Margin required to sell the next otm put is 107000.

However if you enter into a Bear put spread with the above two puts,
The margin requirement is 21000.

How is this calculated.
Could you please explain.Thankyou so much.
 

mohan.sic

Well-Known Member
#2
Hi,
Price of a put is 2400.
Margin required to sell the next otm put is 107000.

However if you enter into a Bear put spread with the above two puts,
The margin requirement is 21000.

How is this calculated.
Could you please explain.Thankyou so much.

yes when position is hedged risk is low and hence margin requirement will be low.

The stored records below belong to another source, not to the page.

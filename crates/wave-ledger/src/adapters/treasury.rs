//! In-memory recipient accounts for paid-out funds.

use crate::domain::TransferError;
use crate::ports::outbound::FundTransfer;
use parking_lot::RwLock;
use shared_types::entities::{Address, Amount};
use std::collections::HashMap;

/// Credits recipients' accounts. Stands in for the chain's native transfer.
#[derive(Debug, Default)]
pub struct InMemoryTreasury {
    accounts: RwLock<HashMap<Address, Amount>>,
}

impl InMemoryTreasury {
    pub fn new() -> Self {
        Self::default()
    }

    /// Total received by `recipient`.
    pub fn paid(&self, recipient: &Address) -> Amount {
        self.accounts.read().get(recipient).copied().unwrap_or(0)
    }

    pub fn total_paid(&self) -> Amount {
        self.accounts.read().values().sum()
    }
}

impl FundTransfer for InMemoryTreasury {
    fn transfer(&self, recipient: &Address, amount: Amount) -> Result<(), TransferError> {
        let mut accounts = self.accounts.write();
        let entry = accounts.entry(*recipient).or_insert(0);
        *entry = entry
            .checked_add(amount)
            .ok_or(TransferError::RecipientOverflow)?;
        Ok(())
    }
}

However to get the margin benefit you need to take the long position first which will be the hedge and then take the short position.
When you exit it should be short position first and then long position.
 

newtrader101

Well-Known Member
#3
This was for GAIL. Comes to around 20% of the actual margin. (NSE)
However MCX requires nearly 35% of the actual margin for its commodity options in similar trade.
 

mohan.sic

Well-Known Member
#5
This was for GAIL. Comes to around 20% of the actual margin. (NSE)
However MCX requires nearly 35% of the actual margin for its commodity options in similar trade.

I dont know abt mcx but could be high as 35% as options market is not liquid there.
Different exchanges, Different asset class could be different margin frame work.